Ольга Седакова
Опубликовано в журнале НЛО, номер 5, 2000
МНЕНИЯ
Самое важное, самое интересное в Бродском для меня — и то, что больше всего внушает к нему почтение и благодарность, — относится не к собственно стихотворной области. Если стих Бродского, его фраза и период (и его проза о стихах) звучат с неоспоримой реальностью, если они явно есть (а про множество сочинений именно этого и не скажешь), то дело здесь уже не в “искусстве поэзии” в узком смысле, не в “привычке ставить слово после слова”. Дело в том, что это высказывание — человеческое высказывание. Высказываний на свете несопоставимо меньше, чем текстов. Стихи Бродского, в общем-то, — такие же “другие” среди стихотворных текстов его ровесников и младших современников, как “Москва —Петушки” среди окружающей их “профессиональной” прозы.

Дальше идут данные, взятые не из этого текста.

/// JSON edge documents.
///
/// Two document shapes are accepted by [`parse_edge_list`]:
///
/// - **Columns** — `{"from": [1, 2], "to": [2, 1]}`. `A` and `B` are accepted
///   as aliases for `from` and `to`.
/// - **Pairs** — `{"edges": [[1, 2], [2, 1]]}`.
///
/// [`to_json_string`] always writes the columns shape.
use std::fmt;

use serde::Deserialize;

use crate::edges::{EdgeList, EdgeListError, Vertex};

// ---------------------------------------------------------------------------
// Error type
// ---------------------------------------------------------------------------

/// Errors produced while parsing an edge document.
#[derive(Debug)]
pub enum DocumentError {
    /// The input is not valid JSON, or a field has the wrong JSON type.
    Json {
        /// 1-based line of the error.
        line: usize,
        /// 1-based column of the error.
        column: usize,
        /// The underlying parser message.
        detail: String,
    },
    /// The document names neither shape completely.
    MissingField {
        /// The field that was expected.
        field: &'static str,
    },
    /// The document mixes `edges` with `from`/`to`.
    ConflictingShapes,
    /// The columns have different lengths.
    Shape(EdgeListError),
}

impl fmt::Display for DocumentError {
    fn fmt(&self, f: &mut fmt::Formatter<'_>) -> fmt::Result {
        match self {
            Self::Json {
                line,
                column,
                detail,
            } => write!(f, "line {line}, column {column}: {detail}"),
            Self::MissingField { field } => write!(f, "missing field `{field}`"),
            Self::ConflictingShapes => {
                f.write_str("document mixes `edges` with `from`/`to`; use one shape")
            }
            Self::Shape(e) => write!(f, "{e}"),
        }
    }
}

impl std::error::Error for DocumentError {
    fn source(&self) -> Option<&(dyn std::error::Error + 'static)> {
        match self {
            Self::Shape(e) => Some(e),
            Self::Json { .. } | Self::MissingField { .. } | Self::ConflictingShapes => None,
        }
    }
}

impl From<EdgeListError> for DocumentError {
    fn from(e: EdgeListError) -> Self {
        Self::Shape(e)
    }
}

impl From<serde_json::Error> for DocumentError {
    fn from(e: serde_json::Error) -> Self {
        Self::Json {
            line: e.line(),
            column: e.column(),
            detail: e.to_string(),
        }
    }
}

// ---------------------------------------------------------------------------
// Parsing
// ---------------------------------------------------------------------------

#[derive(Deserialize)]
struct RawDocument {
    #[serde(default, alias = "A")]
    from: Option<Vec<Vertex>>,
    #[serde(default, alias = "B")]
    to: Option<Vec<Vertex>>,
    #[serde(default)]
    edges: Option<Vec<(Vertex, Vertex)>>,
}

/// Parses a JSON edge document in either accepted shape.
///
/// # Errors
///
/// - [`DocumentError::Json`] — malformed JSON or non-integer labels.
/// - [`DocumentError::MissingField`] — neither shape is complete.
/// - [`DocumentError::ConflictingShapes`] — both shapes are present.
/// - [`DocumentError::Shape`] — `from` and `to` differ in length.
pub fn parse_edge_list(input: &str) -> Result<EdgeList, DocumentError> {
    let raw: RawDocument = serde_json::from_str(input)?;

    match (raw.from, raw.to, raw.edges) {
        (None, None, Some(pairs)) => Ok(EdgeList::from_pairs(pairs)),
        (Some(from), Some(to), None) => Ok(EdgeList::new(from, to)?),
        (Some(_), _, Some(_)) | (_, Some(_), Some(_)) => Err(DocumentError::ConflictingShapes),
        (Some(_), None, None) => Err(DocumentError::MissingField { field: "to" }),
        (None, Some(_), None) => Err(DocumentError::MissingField { field: "from" }),
        (None, None, None) => Err(DocumentError::MissingField { field: "edges" }),
    }
}

/// Serializes `edges` in the columns shape.
///
/// # Errors
///
/// Propagates any `serde_json` serialization failure.
pub fn to_json_string(edges: &EdgeList, pretty: bool) -> Result<String, serde_json::Error> {
    if pretty {
        serde_json::to_string_pretty(edges)
    } else {
        serde_json::to_string(edges)
    }
}

// ---------------------------------------------------------------------------
// Tests
// ---------------------------------------------------------------------------
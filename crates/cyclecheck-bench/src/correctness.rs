//! Reference oracle and invariant checkers for correctness validation.

use cyclecheck_core::EdgeList;
use petgraph::Direction;
use petgraph::algo::kosaraju_scc;

use crate::generator::GeneratorConfig;

/// Answers the single-cycle question with general graph algorithms instead of
/// the linear walk: every vertex has exactly one outgoing and one incoming
/// edge, and the whole graph is one strongly connected component.
pub fn reference_verdict(edges: &EdgeList) -> bool {
    if edges.is_empty() {
        return false;
    }
    let cycle_graph = edges.to_graph();
    if cycle_graph.node_count() != cycle_graph.edge_count() {
        return false;
    }
    let graph = cycle_graph.graph();
    let degrees_ok = graph.node_indices().all(|idx| {
        graph.edges_directed(idx, Direction::Outgoing).count() == 1
            && graph.edges_directed(idx, Direction::Incoming).count() == 1
    });
    degrees_ok && kosaraju_scc(graph).len() == 1
}

/// Verifies that the linear validator and the reference oracle agree.
pub fn check_agrees_with_reference(edges: &EdgeList) -> Result<(), String> {
    let fast = edges.is_single_cycle();
    let reference = reference_verdict(edges);
    if fast != reference {
        return Err(format!(
            "verdict mismatch on {} edges: validator={fast}, reference={reference}",
            edges.len()
        ));
    }
    Ok(())
}

/// Verifies that a generated list gets the verdict its shape promises.
pub fn check_shape_verdict(config: &GeneratorConfig, edges: &EdgeList) -> Result<(), String> {
    let expected = config.shape.expected_verdict();
    let actual = edges.is_single_cycle();
    if expected != actual {
        return Err(format!(
            "shape {} (seed {}, {} vertices): expected {expected}, got {actual}",
            config.shape.name(),
            config.seed,
            config.vertices
        ));
    }
    Ok(())
}

/// Verifies that the graph adapter agrees with the edge-list validator.
pub fn check_graph_adapter(edges: &EdgeList) -> Result<(), String> {
    let list = edges.is_single_cycle();
    let graph = edges.to_graph().is_single_cycle();
    if list != graph {
        return Err(format!(
            "graph adapter mismatch on {} edges: list={list}, graph={graph}",
            edges.len()
        ));
    }
    Ok(())
}
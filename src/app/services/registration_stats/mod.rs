//! Registration time statistics
//!
//! Aggregates parsed registration timestamps into two frequency tables, one
//! keyed by hour of day and one by weekday name, and turns them into the
//! peak time report written at the end of a run.
//!
//! # Architecture
//!
//! - [`frequency`] - insertion-ordered key to count table
//! - [`top_n`] - highest-count selection with first-seen tie-break
//! - [`report`] - Top-N hours and weekdays formatted as text
//!
//! Only timestamps that parse are counted. An unparseable registration time
//! leaves both tables untouched and is not treated as an error.

pub mod frequency;
pub mod report;
pub mod top_n;

#[cfg(test)]
pub mod tests;

pub use frequency::FrequencyTable;
pub use report::PeakTimeReport;
pub use top_n::TopN;

use crate::app::services::normalizers::parse_registration_time;
use chrono::{NaiveDateTime, Timelike};
use tracing::debug;

/// Hour-of-day key as written in the report, e.g. `"9"` or `"14"`
pub fn hour_key(time: &NaiveDateTime) -> String {
    time.hour().to_string()
}

/// Full English weekday name, e.g. `"Friday"`
pub fn weekday_key(time: &NaiveDateTime) -> String {
    time.format("%A").to_string()
}

/// Record one registration time into the hour and weekday tables
///
/// Returns the parsed time, or `None` when the raw value could not be
/// parsed, in which case neither table is modified.
pub fn log_registration_time(
    raw: &str,
    format: &str,
    hours: &mut FrequencyTable,
    weekdays: &mut FrequencyTable,
) -> Option<NaiveDateTime> {
    match parse_registration_time(raw, format) {
        Ok(time) => {
            hours.increment(hour_key(&time));
            weekdays.increment(weekday_key(&time));
            Some(time)
        }
        Err(e) => {
            debug!("Skipping registration time '{}': {}", raw, e);
            None
        }
    }
}

/// Both frequency tables of a single run
#[derive(Debug, Clone, Default, PartialEq)]
pub struct RegistrationStats {
    /// Registrations per hour of day
    pub hours: FrequencyTable,
    /// Registrations per weekday
    pub weekdays: FrequencyTable,
}

impl RegistrationStats {
    pub fn new() -> Self {
        Self::default()
    }

    /// Parse and count one raw registration time
    pub fn record(&mut self, raw: &str, format: &str) -> Option<NaiveDateTime> {
        log_registration_time(raw, format, &mut self.hours, &mut self.weekdays)
    }

    /// Total registrations counted
    pub fn total(&self) -> usize {
        self.hours.total()
    }

    /// Build the peak time report from the current tables
    pub fn peak_report(&self, hours: usize, weekdays: usize) -> PeakTimeReport {
        PeakTimeReport::new(self.hours.top_n(hours), self.weekdays.top_n(weekdays))
    }
}
//! Letter rendering and output
//!
//! Two seams used by the pipeline:
//! - [`LetterRenderer`] turns an enriched record into document text;
//!   [`LetterTemplate`] is the placeholder template implementation.
//! - [`OutputSink`] persists letters and the peak time report;
//!   [`FileOutputSink`] writes them to disk.

pub mod sink;
pub mod template;

pub use sink::{FileOutputSink, OutputSink, letter_file_name};
pub use template::{LetterRenderer, LetterTemplate, PLACEHOLDERS, Placeholder};
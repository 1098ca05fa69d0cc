//! Registration timestamp parsing

use crate::constants::INVALID_DATE_MARKER;
use chrono::NaiveDateTime;

/// A registration time that does not match the expected layout
///
/// Displays as the fixed "Invalid date information" marker so callers that
/// only need text can use it directly.
#[derive(Debug, Clone, PartialEq, Eq, thiserror::Error)]
#[error("{}", INVALID_DATE_MARKER)]
pub struct InvalidTimestamp {
    /// The raw value that failed to parse
    pub raw: String,
}

/// Parse a raw registration time using a strftime layout
///
/// Surrounding whitespace is ignored. Malformed text, missing fields,
/// non-numeric pieces and impossible calendar values (month 13, minute 99)
/// all produce [`InvalidTimestamp`].
pub fn parse_registration_time(
    raw: &str,
    format: &str,
) -> std::result::Result<NaiveDateTime, InvalidTimestamp> {
    NaiveDateTime::parse_from_str(raw.trim(), format).map_err(|_| InvalidTimestamp {
        raw: raw.to_string(),
    })
}
//! Persisting letters and the report

use crate::app::models::EnrichedRecord;
use crate::app::services::normalizers::letter_file_stem;
use crate::constants::{LETTER_FILE_EXTENSION, LETTER_FILE_PREFIX};
use crate::{Error, Result};
use std::fs;
use std::path::{Path, PathBuf};
use tracing::debug;

/// Destination for rendered letters and the peak time report
pub trait OutputSink {
    /// Persist one rendered letter, returning where it went
    fn write_letter(&mut self, record: &EnrichedRecord) -> Result<PathBuf>;

    /// Persist the report text, replacing any previous report
    fn write_report(&mut self, report: &str) -> Result<PathBuf>;
}

/// Deterministic letter file name: `thanks_{id}_{stem}.html`
///
/// The stem is the name with whitespace removed and lower-cased; it is left
/// out when empty. Path separators in the identifier are replaced so every
/// letter lands directly in the output directory.
pub fn letter_file_name(record: &EnrichedRecord) -> String {
    let id: String = record
        .id
        .chars()
        .map(|c| if matches!(c, '/' | '\\') { '_' } else { c })
        .collect();
    let stem = letter_file_stem(&record.name);

    if stem.is_empty() {
        format!("{}_{}.{}", LETTER_FILE_PREFIX, id, LETTER_FILE_EXTENSION)
    } else {
        format!(
            "{}_{}_{}.{}",
            LETTER_FILE_PREFIX, id, stem, LETTER_FILE_EXTENSION
        )
    }
}

/// Writes letters into a directory and the report to a single file
///
/// Each file is opened, written and closed in one call, so a failure leaves
/// earlier outputs untouched.
#[derive(Debug, Clone)]
pub struct FileOutputSink {
    letters_dir: PathBuf,
    report_path: PathBuf,
}

impl FileOutputSink {
    pub fn new(letters_dir: impl Into<PathBuf>, report_path: impl Into<PathBuf>) -> Self {
        Self {
            letters_dir: letters_dir.into(),
            report_path: report_path.into(),
        }
    }

    pub fn letters_dir(&self) -> &Path {
        &self.letters_dir
    }

    pub fn report_path(&self) -> &Path {
        &self.report_path
    }

    fn ensure_dir(dir: &Path) -> Result<()> {
        if dir.as_os_str().is_empty() || dir.exists() {
            return Ok(());
        }
        fs::create_dir_all(dir)
            .map_err(|e| Error::io(format!("Failed to create directory {}", dir.display()), e))
    }
}

impl OutputSink for FileOutputSink {
    fn write_letter(&mut self, record: &EnrichedRecord) -> Result<PathBuf> {
        Self::ensure_dir(&self.letters_dir)?;

        let path = self.letters_dir.join(letter_file_name(record));
        fs::write(&path, &record.document)
            .map_err(|e| Error::io(format!("Failed to write letter {}", path.display()), e))?;

        debug!("Wrote letter {}", path.display());
        Ok(path)
    }

    fn write_report(&mut self, report: &str) -> Result<PathBuf> {
        if let Some(parent) = self.report_path.parent() {
            Self::ensure_dir(parent)?;
        }

        fs::write(&self.report_path, report).map_err(|e| {
            Error::io(
                format!("Failed to write report {}", self.report_path.display()),
                e,
            )
        })?;

        debug!("Wrote report {}", self.report_path.display());
        Ok(self.report_path.clone())
    }
}
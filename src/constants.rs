//! Application constants for the event manager
//!
//! This module contains fallback markers, default paths, formats and
//! report settings used throughout the event manager.

// =============================================================================
// Fallback Markers
// =============================================================================

/// Returned by the phone normaliser for anything that is not a usable number
pub const BAD_PHONE_MARKER: &str = "Bad number";

/// Display text of an unparseable registration timestamp
pub const INVALID_DATE_MARKER: &str = "Invalid date information";

/// Substituted for the legislator list whenever the directory lookup fails
pub const LEGISLATOR_FALLBACK_MESSAGE: &str =
    "You can find your representatives by visiting www.commoncause.org/take-action/find-elected-officials";

// =============================================================================
// Field Normalisation
// =============================================================================

/// Width of a normalised postal code
pub const ZIPCODE_LENGTH: usize = 5;

/// Character used to left-pad short postal codes
pub const ZIPCODE_PAD_CHAR: char = '0';

/// Digits in a domestic phone number
pub const PHONE_DIGITS: usize = 10;

/// Leading country code accepted on 11 digit phone numbers
pub const PHONE_COUNTRY_CODE: char = '1';

/// Registration timestamp layout: month/day/2-digit-year hour:minute (24h)
pub const REGISTRATION_DATETIME_FORMAT: &str = "%m/%d/%y %H:%M";

// =============================================================================
// Attendee CSV Columns
// =============================================================================

/// CSV column names, matched case-insensitively after trimming
pub mod columns {
    /// Explicit identifier column; falls back to a blank first header
    pub const ID: &str = "id";
    pub const REGISTRATION_DATE: &str = "regdate";
    pub const FIRST_NAME: &str = "first_name";
    pub const HOME_PHONE: &str = "homephone";
    pub const ZIPCODE: &str = "zipcode";
}

// =============================================================================
// Default Paths
// =============================================================================

/// Default attendee CSV file
pub const DEFAULT_ATTENDEES_PATH: &str = "event_attendees.csv";

/// Default credential file holding the directory API key
pub const DEFAULT_SECRET_KEY_PATH: &str = "secret.key";

/// Default letter template
pub const DEFAULT_TEMPLATE_PATH: &str = "form_letter.html";

/// Default directory for rendered letters
pub const DEFAULT_OUTPUT_DIR: &str = "output";

/// Default peak registration time report
pub const DEFAULT_REPORT_PATH: &str = "peak_registration_times.txt";

/// Prefix of every rendered letter file name
pub const LETTER_FILE_PREFIX: &str = "thanks";

/// Extension of every rendered letter file
pub const LETTER_FILE_EXTENSION: &str = "html";

// =============================================================================
// Legislator Directory
// =============================================================================

/// Default representatives endpoint of the civic information directory
pub const DEFAULT_LOOKUP_URL: &str =
    "https://www.googleapis.com/civicinfo/v2/representatives";

/// Default HTTP timeout for a single lookup
pub const DEFAULT_LOOKUP_TIMEOUT_SECS: u64 = 10;

/// Government level requested from the directory
pub const LOOKUP_LEVEL: &str = "country";

/// Roles requested from the directory
pub const LOOKUP_ROLES: &[&str] = &["legislatorUpperBody", "legislatorLowerBody"];

// =============================================================================
// Environment Variables
// =============================================================================

/// Environment overrides applied on top of the defaults
pub mod env_vars {
    pub const ATTENDEES: &str = "EVENT_MANAGER_ATTENDEES";
    pub const SECRET_KEY: &str = "EVENT_MANAGER_SECRET_KEY";
    pub const TEMPLATE: &str = "EVENT_MANAGER_TEMPLATE";
    pub const OUTPUT_DIR: &str = "EVENT_MANAGER_OUTPUT_DIR";
    pub const REPORT: &str = "EVENT_MANAGER_REPORT";
    pub const LOOKUP_URL: &str = "EVENT_MANAGER_LOOKUP_URL";
    pub const LOOKUP_TIMEOUT_SECS: &str = "EVENT_MANAGER_LOOKUP_TIMEOUT_SECS";
}

// =============================================================================
// Peak Time Report
// =============================================================================

/// Number of peak hours listed in the report
pub const TOP_HOURS: usize = 5;

/// Number of peak weekdays listed in the report
pub const TOP_WEEKDAYS: usize = 3;

/// Title of the peak hour section
pub const PEAK_HOURS_TITLE: &str = "TOP 5 Peak Hours";

/// Title of the peak weekday section
pub const PEAK_WEEKDAYS_TITLE: &str = "TOP 3 Peak Weekdays";

// =============================================================================
// Logging
// =============================================================================

/// Log filter used when RUST_LOG is not set
pub const DEFAULT_LOG_FILTER: &str = "event_manager=info";

/// Startup banner
pub const STARTUP_BANNER: &str = "Event Manager Initialized!";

На эти вещи — или в эти вещи — ушла жизнь автора, а не свободное от жизни “рабочее” время. И потому можно спорить с содержанием этого высказывания, можно сожалеть, что высказанными оказались эти, а не другие вещи, можно не принимать тона, который, как известно, делает музыку, — но с реальностью, с событийностью этой речи ничего не сделаешь.
Естественно, я нисколько не хочу этим принизить собственно поэтического дара и труда Бродского. Однако одаренных, и очень одаренных, людей было немало и среди его ровесников, и в младших поколениях. Если говорить о труде, умственном и душевном труде, круг этот уже очень сузится. Мыслить и трудиться как-то не входило в обязанности наших поэтов — и официальных, и неофициальных. Многие считали это просто вредным для блаженно-наивной поэтической души. Иным на десятки лет хватало двух-трех мыслей, формальных и содержательных, например: употреблять поменьше эпитетов — или внедрять бойкие прозаизмы — или решить, что предметная реальность важнее всех “абстракций” и потому “деталь” всегда вывезет. Так что тема труда уже подводит к тому, о чем я хочу сказать. Бродский с самого начала взялся за трудные вещи. Он принял словесность как служение — а это совсем другое дело, чем “самовыражение”, охота за “удачами”, более или менее регулярное производство текстов и т.п.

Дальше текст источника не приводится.